Même s’il ne fait aucun doute que la recherche satorienne, telle que nous allons tenter ici de l’éclairer, a pleinement sa place dans le champ de la littérature comparée et que cela sera dans les années à venir de plus en plus le cas, elle s’inscrivait à l’origine, comme nous l’avons rappelé, dans une perspective d’histoire de la littérature française. Ce n’est pas un hasard si c’est Henri Coulet qui en a été le principal instigateur, lui dont Le Roman [français] jusqu’à la Révolution (1967) a été un livre de référence pour tant d’étudiants. Et l’on pourrait même dire que ce livre à lui seul définissait à l’origine le périmètre scientifique des études satoriennes, celui de la «littérature française d’Ancien Régime». La perspective était historique, la matière était romanesque, le domaine était délimité par ce que l’habitus universitaire germanophone définit comme Nationalphilologie (à la Allgemeine und Vergleichende Literaturwissenschaft)et la périodisation était délimitée, du Moyen Âge à la fin du xviiie siècle. La dénomination choisie laissait surtout clairement apparaître la limitation générique : il s’agissait d’explorer la topique romanesque, champ que la SATOR, sans renoncer à son nom (associé à un logo faisant signe vers le ‘carré magique’), a eu tendance ces dernières années à élargir en topique narrative, voire topique fictionnelle.

 

Qu'entend la SATOR par analyse topique ?

Résumé à son noyau essentiel, la définition semble plutôt simple : est considéré comme topos littéraire toute «configuration narrative récurrente» – définition qui fut en quelque sorte après quelques premiers balbutiements le compromis de ralliement pour des chercheurs qui se retrouvèrent sur ce terrain d’entente commun et qui pensaient qu’il valait la peine d’expérimenter ensemble leurs intuitions et conjectures en croisant leurs compétences et leurs domaines de spécialités. Il s’agissait à vrai dire d’un objet théorique non identifié, quasiment impossible à situer clairement dans la cartographie institutionnelle du savoir. En cette époque de vives passions scientifiques et de prolifération de théories narratives qu’étaient les années 1980, la démarche était aussi vacillante qu’entêtée. Le sentiment partagé au départ était en tout cas que la question de la doxa, indissociable du topos au sens rhétorique du terme, était aussi centrale dans le domaine de la fiction narrative que dans celui du discours [3] , qu’entre le tissage narratif d’un roman par enchaînement de situations et la force de conviction rhétorique par l’emploi attendu mais étonnant de figures convenues et réinventées il y avait non pas une identité de nature, mais un mode de fonctionnement comparable, et que donc quelque chose de la force de la fiction narrative relevait de la réactivation d’une mémoire permettant une orientation du sens dans la construction romanesque.

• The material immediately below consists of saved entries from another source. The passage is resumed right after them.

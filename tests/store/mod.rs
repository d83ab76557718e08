//! Edge-tier contract and merge failure replay
//!
//! Merge-tier kinds must be count-invariant under re-run. Append-tier kinds
//! must NOT be: re-running without a reset duplicates them. Both halves are
//! asserted against the in-memory and SQLite stores.

use std::sync::atomic::{AtomicBool, Ordering};
use std::time::Duration;

use vista_graph::error::StoreError;
use vista_graph::merge::{HaltCause, MergeTier};
use vista_graph::model::{EntityKind, RelationKind, WriteTier};
use vista_graph::store::{
    EdgeRecord, GraphStore, MemoryGraphStore, NodeRecord, SqliteGraphStore, StoreResult,
};
use vista_graph::{GraphError, GraphMergeEngine, Pipeline};

use crate::common::*;

fn build(fixture: &VistaFixture, store: &dyn GraphStore) {
    Pipeline::new(fixture.config())
        .unwrap()
        .run(&fixture.input(), store)
        .unwrap();
}

fn assert_rerun_contract(fixture: &VistaFixture, store: &dyn GraphStore) {
    build(fixture, store);
    let nodes = node_counts(store);
    let edges = edge_counts(store);
    assert!(store.edge_count(Some(RelationKind::Accesses)).unwrap() > 0);

    build(fixture, store);
    assert_eq!(node_counts(store), nodes);
    for ((kind, before), (_, after)) in edges.iter().zip(edge_counts(store)) {
        match kind.tier() {
            WriteTier::Merge => assert_eq!(after, *before, "{} changed on re-run", kind),
            WriteTier::Append => assert_eq!(after, before * 2, "{} not duplicated", kind),
        }
    }

    store.clear_edges(RelationKind::Accesses).unwrap();
    build(fixture, store);
    assert_eq!(edge_counts(store), edges);
}

#[test]
fn test_rerun_contract_memory_store() {
    let fixture = VistaFixture::standard();
    assert_rerun_contract(&fixture, &MemoryGraphStore::new());
}

#[test]
fn test_rerun_contract_sqlite_store() {
    let fixture = VistaFixture::standard();
    let store =
        SqliteGraphStore::open(&fixture.store_path(), 2, Duration::from_millis(100)).unwrap();
    assert_rerun_contract(&fixture, &store);
}

#[test]
fn test_sqlite_store_matches_memory_store() {
    let fixture = VistaFixture::standard();
    let memory = MemoryGraphStore::new();
    let sqlite =
        SqliteGraphStore::open(&fixture.store_path(), 2, Duration::from_millis(100)).unwrap();
    build(&fixture, &memory);
    build(&fixture, &sqlite);
    assert_eq!(node_counts(&memory), node_counts(&sqlite));
    assert_eq!(edge_counts(&memory), edge_counts(&sqlite));
    assert_eq!(
        sqlite
            .nodes_without_edge(EntityKind::File, RelationKind::ContainsField)
            .unwrap(),
        vec!["44".to_string()]
    );
}

/// Fails the first merged-edge batch permanently, then delegates
struct FailFirstEdgeBatch {
    inner: MemoryGraphStore,
    tripped: AtomicBool,
}

impl FailFirstEdgeBatch {
    fn new() -> Self {
        Self {
            inner: MemoryGraphStore::new(),
            tripped: AtomicBool::new(false),
        }
    }
}

impl GraphStore for FailFirstEdgeBatch {
    fn upsert_nodes(&self, batch: &[NodeRecord]) -> StoreResult<usize> {
        self.inner.upsert_nodes(batch)
    }

    fn merge_edges(&self, batch: &[EdgeRecord]) -> StoreResult<usize> {
        if !self.tripped.swap(true, Ordering::SeqCst) {
            return Err(StoreError::permanent("constraint violated"));
        }
        self.inner.merge_edges(batch)
    }

    fn append_edges(&self, batch: &[EdgeRecord]) -> StoreResult<usize> {
        self.inner.append_edges(batch)
    }

    fn node_count(&self, kind: Option<EntityKind>) -> StoreResult<usize> {
        self.inner.node_count(kind)
    }

    fn edge_count(&self, kind: Option<RelationKind>) -> StoreResult<usize> {
        self.inner.edge_count(kind)
    }

    fn clear_edges(&self, kind: RelationKind) -> StoreResult<usize> {
        self.inner.clear_edges(kind)
    }

    fn nodes_without_edge(
        &self,
        node_kind: EntityKind,
        edge_kind: RelationKind,
    ) -> StoreResult<Vec<String>> {
        self.inner.nodes_without_edge(node_kind, edge_kind)
    }
}

#[test]
fn test_merge_failure_is_replayable() {
    let fixture = VistaFixture::standard();
    let store = FailFirstEdgeBatch::new();
    let pipeline = Pipeline::new(fixture.config()).unwrap();

    let failure = match pipeline.run(&fixture.input(), &store) {
        Err(GraphError::MergeHalted(failure)) => *failure,
        other => panic!("expected a halted merge, got {:?}", other.map(|r| r.dry_run)),
    };
    assert_eq!(failure.tier, MergeTier::MergeEdges);
    assert!(matches!(failure.cause, HaltCause::Store { .. }));
    assert_eq!(failure.failed_batches, vec![0]);
    assert!(failure.pending.nodes.is_empty());
    assert!(!failure.pending.merge_edges.is_empty());
    assert!(!failure.pending.append_edges.is_empty());
    assert!(store.node_count(None).unwrap() > 0);
    assert_eq!(store.edge_count(None).unwrap(), 0);

    GraphMergeEngine::new(&store, pipeline.config().merge.clone())
        .unwrap()
        .merge(failure.pending)
        .unwrap();

    let clean = MemoryGraphStore::new();
    build(&fixture, &clean);
    assert_eq!(node_counts(&store), node_counts(&clean));
    assert_eq!(edge_counts(&store), edge_counts(&clean));
}

#[test]
fn test_halted_merge_keeps_run_report() {
    let fixture = VistaFixture::standard();
    let store = FailFirstEdgeBatch::new();
    let outcome = Pipeline::new(fixture.config())
        .unwrap()
        .execute(&fixture.input(), &store)
        .unwrap();

    let failure = outcome.failure.as_ref().unwrap();
    let halt = outcome.report.halt.as_ref().unwrap();
    assert_eq!(halt.tier, MergeTier::MergeEdges);
    assert_eq!(halt.failed_batches, vec![0]);
    assert_eq!(halt.pending_records, failure.pending.len());
    assert!(outcome.report.validation.is_none());
    assert_eq!(outcome.report.unresolved.total, 2);
    assert_eq!(outcome.report.degradations.len(), 1);

    let json = assert_valid_json(&outcome.report.to_json().unwrap(), "halted report");
    assert_eq!(json["halt"]["tier"], "merge_edges");
    assert_eq!(json["halt"]["cause"]["cause"], "store");

    assert!(matches!(outcome.into_result(), Err(GraphError::MergeHalted(_))));
}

C’est bien cette intuition de départ qui a donné son impulsion à la recherche satorienne. Celle-ci est partie du constat que si c’est un fait avéré que sans cesse des configurations narratives reviennent – et en revenant se modifient et suscitent d’autres enchaînements – ce phénomène pourtant si décisif n’avait jamais jusqu’alors donné lieu à des analyses fines. Henri Coulet, purement historien de la littérature, était deleuzien à sa manière, dans la mesure où il était persuadé que c’était la différence qui faisait la répétition, qu’il fallait prendre en littérature la récurrence narrative comme une puissance et non comme la marque d’une impuissance d’innovation [4] .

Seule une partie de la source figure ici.